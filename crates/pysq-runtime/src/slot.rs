//! A single variable slot and its allocation primitive.

use pysq_core::TableError;

/// One entry of the variable table.
///
/// `data` is `Some` exactly when the slot is initialized. The generation
/// counter increments on every release and wraps at `u32::MAX`.
#[derive(Debug, Default)]
pub(crate) struct Slot {
    data: Option<Box<[u8]>>,
    generation: u32,
}

impl Slot {
    pub(crate) fn is_initialized(&self) -> bool {
        self.data.is_some()
    }

    pub(crate) fn generation(&self) -> u32 {
        self.generation
    }

    pub(crate) fn size(&self) -> Option<usize> {
        self.data.as_ref().map(|d| d.len())
    }

    pub(crate) fn data(&self) -> Option<&[u8]> {
        self.data.as_deref()
    }

    pub(crate) fn data_mut(&mut self) -> Option<&mut [u8]> {
        self.data.as_deref_mut()
    }

    /// Install a buffer. The caller must have released any previous one.
    pub(crate) fn install(&mut self, buf: Box<[u8]>) {
        debug_assert!(self.data.is_none(), "installing over a live allocation");
        self.data = Some(buf);
    }

    /// Drop the buffer and bump the generation. Returns the released size,
    /// or `None` if the slot was already empty.
    pub(crate) fn release(&mut self) -> Option<usize> {
        let buf = self.data.take()?;
        self.generation = self.generation.wrapping_add(1);
        Some(buf.len())
    }
}

/// Allocate a zeroed buffer of exactly `size` bytes.
///
/// Uses a fallible reservation so allocator refusal surfaces as
/// [`TableError::OutOfMemory`] rather than aborting the process.
pub(crate) fn allocate(size: usize) -> Result<Box<[u8]>, TableError> {
    let mut buf: Vec<u8> = Vec::new();
    buf.try_reserve_exact(size)
        .map_err(|_| TableError::OutOfMemory { requested: size })?;
    buf.resize(size, 0);
    Ok(buf.into_boxed_slice())
}
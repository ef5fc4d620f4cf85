//! py-squared: a tiny typed language compiled to C over a fixed-capacity
//! variable table.
//!
//! This is the top-level facade crate that re-exports the public API from
//! the py-squared sub-crates. The C ABI lives in `pysq-ffi`, which is
//! linked by generated C programs rather than used from Rust.
//!
//! # Quick start
//!
//! ```rust
//! use pysq::prelude::*;
//!
//! let module = compile("x: int = 5\nprint(x)").unwrap();
//!
//! // Run it in-process...
//! let mut table = VariableTable::new(TableConfig::default()).unwrap();
//! let mut out = Vec::new();
//! let report = execute(&mut Program::lower(&module), &mut table, &mut out);
//! assert!(report.is_ok());
//! assert_eq!(out, b"5\n");
//!
//! // ...or emit a C translation unit.
//! let c = emit_c(&module);
//! assert!(c.contains("pysq_create_variable(0, 8);"));
//! ```
//!
//! # Modules
//!
//! | Module | Sub-crate | Contents |
//! |--------|-----------|----------|
//! | [`types`] | `pysq-core` | Variable IDs, primitive types, `TableError` |
//! | [`runtime`] | `pysq-runtime` | Variable table, handles, guards, `print`, program entry |
//! | [`compiler`] | `pysq-compiler` | Lexer, parser, AST dump, lowering, interpreter, C emitter |

#![deny(missing_docs)]
#![deny(rustdoc::broken_intra_doc_links)]
#![forbid(unsafe_code)]

/// Core types (`pysq-core`).
pub use pysq_core as types;

/// The variable table runtime (`pysq-runtime`).
///
/// [`runtime::VariableTable`] is the owned slot table; programs run
/// through [`runtime::execute`], which always cleans up afterwards.
pub use pysq_runtime as runtime;

/// Front end and back ends (`pysq-compiler`).
pub use pysq_compiler as compiler;

/// Common imports for typical py-squared usage.
///
/// ```rust
/// use pysq::prelude::*;
/// ```
pub mod prelude {
    // Core types
    pub use pysq_core::{PrimitiveType, TableError, VariableId};

    // Runtime
    pub use pysq_runtime::{
        execute, print, OverwritePolicy, ProgramBody, RunReport, TableConfig, VariableGuard,
        VariableHandle, VariableTable,
    };

    // Compiler
    pub use pysq_compiler::{
        compile, compile_for, dump_ast, emit_c, CompileError, Module, Program, RuntimeError,
    };
}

....

# [Exercise objective]
Find all the lines containing "usize" in the material, then copy them.

# [Reply]
    pub(crate) fn size(&self) -> Option<usize> {
    pub(crate) fn release(&mut self) -> Option<usize> {
pub(crate) fn allocate(size: usize) -> Result<Box<[u8]>, TableError> {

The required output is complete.